I agree, at least afaik there is no way to construct a formal "Proof of Deletion". This risk though I believe exists with even centralized services, so for example if I ask Amazon to delete this blob of data I actually don't know if in fact they did delete it. We all just assume they are doing what they are purporting to do, because if they aren't then there could be significant legal repercussions.
In the Filecoin case, I would still think that it should be possible to guarantee that a particular object is not being actively served by a node on the network at any particular point in time and penalizing nodes (loss of Filecoin) that do not pass this check.
I disagree. Again encryption is not the same as not having access at all to the data. If centralized services offer the concept of having access control mechanisms available and we trust them to delete the files, then why not have those same types of mechanisms in place for a decentralized network? Asking people to delete their keys is user hostile and will likely lead to people just not using the service.
The ciphertext is irrelevant now, today. That might not always be the case if computing power improves sufficiently to be able to breakthrough that encryption or a flaw in the encryption algorithm (or default parameters being used in a particular implementation) is discovered. At that point, it would be nice to know that even the ciphertext was not exposed.
If your data is so important that it needs to be protected from future theoretical attacks.... what the heck are you doing uploading it to a globally distributed and decentralized platform?!
Said another way: you are trying to fit a centralized-shaped peg into a decentralized-shaped hole... wrong tool for the job.

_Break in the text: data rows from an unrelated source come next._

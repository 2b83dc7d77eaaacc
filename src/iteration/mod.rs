//! Iteration Store — append-only iteration logs + derived progress summary
//! (spec.md §4.4).
//!
//! Listing/derived-view logic is grounded in the host's
//! `ralph_loop::progress_tracker::ProgressTracker` (accumulates a
//! `progress.txt` view) and `file_storage::index` (cheap listing without
//! reading every record). Logs themselves are immutable JSON files, one per
//! iteration, written via the same atomic-write primitive as the session.

pub mod types;

use crate::fsutil::{atomic_write, ensure_dir, read_json_opt, zero_padded_iteration};
use anyhow::{anyhow, Result};
use std::path::{Path, PathBuf};
use types::{FailureAnalysis, IterationLog, IterationStatus};

pub struct IterationStore {
    iterations_dir: PathBuf,
    progress_path: PathBuf,
}

impl IterationStore {
    pub fn new(ralph_dir: &Path) -> Self {
        Self {
            iterations_dir: ralph_dir.join("iterations"),
            progress_path: ralph_dir.join("progress.md"),
        }
    }

    fn path_for(&self, iteration: u32) -> PathBuf {
        self.iterations_dir
            .join(format!("{}.json", zero_padded_iteration(iteration)))
    }

    /// Append a new, immutable iteration log. Never overwrites an existing one.
    pub fn save(&self, log: &IterationLog) -> Result<()> {
        let path = self.path_for(log.iteration);
        if path.exists() {
            return Err(anyhow!(
                "iteration {} already recorded at {:?}; logs are immutable",
                log.iteration,
                path
            ));
        }
        ensure_dir(&self.iterations_dir).map_err(|e| anyhow!(e))?;
        let content =
            serde_json::to_vec_pretty(log).map_err(|e| anyhow!("failed to serialize iteration log: {}", e))?;
        atomic_write(&path, &content).map_err(|e| anyhow!(e))
    }

    /// Record the iteration that was in flight when the owning process
    /// crashed as `interrupted` (spec.md §B.1 stale-execution recovery). A
    /// no-op if that iteration already has a log — the process may have
    /// finished and exited cleanly just before the sweep ran.
    pub fn mark_interrupted(&self, session: &crate::session::types::SessionState) -> Result<()> {
        let iteration = session.iteration + 1;
        if self.read(iteration)?.is_some() {
            return Ok(());
        }
        let (task_id, task_attempt) = session
            .current_task
            .as_ref()
            .map(|t| (t.id.clone(), t.attempt_count))
            .unwrap_or_default();
        let log = IterationLog {
            schema_version: types::ITERATION_SCHEMA_VERSION,
            session_id: session.session_id.clone(),
            iteration,
            task_id,
            task_attempt,
            timestamp: chrono::Utc::now(),
            agent_thread_id: None,
            status: IterationStatus::Interrupted,
            prompt_token_estimate: None,
            agent_claimed_complete: false,
            evidence: None,
            context: None,
            implemented: Vec::new(),
            codebase_patterns: Vec::new(),
            summary: Some("owning process crashed mid-iteration".to_string()),
            failure_analysis: None,
            git_sha_before: None,
            git_sha_after: None,
            duration_ms: 0,
            raw_output: None,
        };
        self.save(&log)
    }

    /// Read a single iteration log by number, or `None` if absent.
    pub fn read(&self, iteration: u32) -> Result<Option<IterationLog>> {
        read_json_opt(&self.path_for(iteration)).map_err(|e| anyhow!(e))
    }

    /// List all iteration numbers present on disk, ascending.
    pub fn list(&self) -> Result<Vec<u32>> {
        if !self.iterations_dir.exists() {
            return Ok(Vec::new());
        }
        let mut numbers = Vec::new();
        for entry in std::fs::read_dir(&self.iterations_dir)
            .map_err(|e| anyhow!("failed to read iterations dir: {}", e))?
        {
            let entry = entry.map_err(|e| anyhow!("failed to read dir entry: {}", e))?;
            let Some(stem) = entry.path().file_stem().and_then(|s| s.to_str()).map(|s| s.to_string()) else {
                continue;
            };
            if let Ok(n) = stem.parse::<u32>() {
                numbers.push(n);
            }
        }
        numbers.sort_unstable();
        Ok(numbers)
    }

    /// The next iteration number to use: `max(list()) + 1`, or 1 if empty
    /// (spec.md §4.4, §8 property 1).
    pub fn next_iteration_number(&self) -> Result<u32> {
        Ok(self.list()?.last().map(|n| n + 1).unwrap_or(1))
    }

    /// Last `count` logs by iteration number, chronological order.
    pub fn read_recent(&self, count: usize) -> Result<Vec<IterationLog>> {
        let numbers = self.list()?;
        let start = numbers.len().saturating_sub(count);
        let mut logs = Vec::new();
        for n in &numbers[start..] {
            if let Some(log) = self.read(*n)? {
                logs.push(log);
            }
        }
        Ok(logs)
    }

    /// All logs for a given task id, in iteration order.
    pub fn read_by_task(&self, task_id: &str) -> Result<Vec<IterationLog>> {
        let mut logs = Vec::new();
        for n in self.list()? {
            if let Some(log) = self.read(n)? {
                if log.task_id == task_id {
                    logs.push(log);
                }
            }
        }
        Ok(logs)
    }

    /// Most recent log with `status=failed` and a non-null failure analysis.
    pub fn last_failure(&self) -> Result<Option<IterationLog>> {
        let mut numbers = self.list()?;
        numbers.reverse();
        for n in numbers {
            if let Some(log) = self.read(n)? {
                if log.status == IterationStatus::Failed && log.failure_analysis.is_some() {
                    return Ok(Some(log));
                }
            }
        }
        Ok(None)
    }

    /// Up to `max` most recent failure analyses for a task, newest first.
    pub fn task_failure_history(&self, task_id: &str, max: usize) -> Result<Vec<FailureAnalysis>> {
        let mut analyses: Vec<FailureAnalysis> = self
            .read_by_task(task_id)?
            .into_iter()
            .rev()
            .filter_map(|log| log.failure_analysis)
            .collect();
        analyses.truncate(max);
        Ok(analyses)
    }

    /// Derive a human-readable `progress.md` view: stats, accumulated
    /// patterns, last 5 iterations. Callers MUST NOT edit this file; it is
    /// regenerated wholesale on every call.
    pub fn generate_progress(&self, session: &crate::session::types::SessionState) -> Result<()> {
        let numbers = self.list()?;
        let total = numbers.len();
        let succeeded = numbers
            .iter()
            .filter_map(|n| self.read(*n).ok().flatten())
            .filter(|log| log.status == IterationStatus::Success)
            .count();

        let mut body = String::new();
        body.push_str("# Ralph Progress\n\n");
        body.push_str(&format!("- Iterations run: {}\n", total));
        body.push_str(&format!("- Succeeded: {}\n", succeeded));
        body.push_str(&format!("- Failed: {}\n", total.saturating_sub(succeeded)));
        body.push_str(&format!("- Session status: {:?}\n\n", session.status));

        if !session.context.codebase_patterns.is_empty() {
            body.push_str("## Accumulated codebase patterns\n\n");
            for pattern in &session.context.codebase_patterns {
                body.push_str(&format!("- {}\n", pattern));
            }
            body.push('\n');
        }

        body.push_str("## Last 5 iterations\n\n");
        for log in self.read_recent(5)? {
            let icon = match log.status {
                IterationStatus::Success => "✅",
                IterationStatus::Failed => "❌",
                IterationStatus::InProgress => "⏳",
                IterationStatus::Interrupted => "⚠️",
            };
            let line = log
                .summary
                .clone()
                .or_else(|| log.failure_analysis.as_ref().map(|f| f.root_cause.clone()))
                .unwrap_or_else(|| "(no summary)".to_string());
            body.push_str(&format!("- {} [{}] {}: {}\n", icon, log.iteration, log.task_id, line));
        }

        atomic_write(&self.progress_path, body.as_bytes()).map_err(|e| anyhow!(e))
    }
}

If your use case does involve this situation somehow (?) then the only real solution is to encrypt it, as others in this thread have pointed out. There is simply no other option in an open-membership P2P network... otherwise the RIAA and MPAA would have long ago crushed BitTorrent.
I'm not trying to fit any peg into any hole. Filecoin is the one that advertises the network is for private data. It's hard to quantify the risk from future theoretical attacks and anyone that is storing private data on Filecoin (or IPFS) needs to weigh their own risk tolerance.
Other networks have implemented mechanisms for the network nodes to delete files as detailed elsewhere in this thread and I think it is entirely reasonable to say there is more that could be done at the network level to help mitigate exposure. Dealing in absolutes is a dangerous proposition.
When I say "user" here I'm talking about me the service provider being the user of the network. Instead of "user hostile", what I should have said is it "just doesn't solve the problem of access".
The concern I have is about malicious actors being able to access the raw objects held on the Filecoin network. They won't be able to do anything with the encrypted objects immediately, but I don't know that you can claim that will always be the case decades from now.
>In the Filecoin case, I would still think that it should be possible to guarantee that a particular object is not being actively served by a node on the network at any particular point in time and penalizing nodes (loss of Filecoin) that do not pass this check.
But all that would do would be to push people to do it off-network instead.
Yes, I agree. It is just a mitigation. At least though it would not be actively available on the main network. The more I think about this, the more I think being able to have some sort of reputation system for node operators would be really valuable.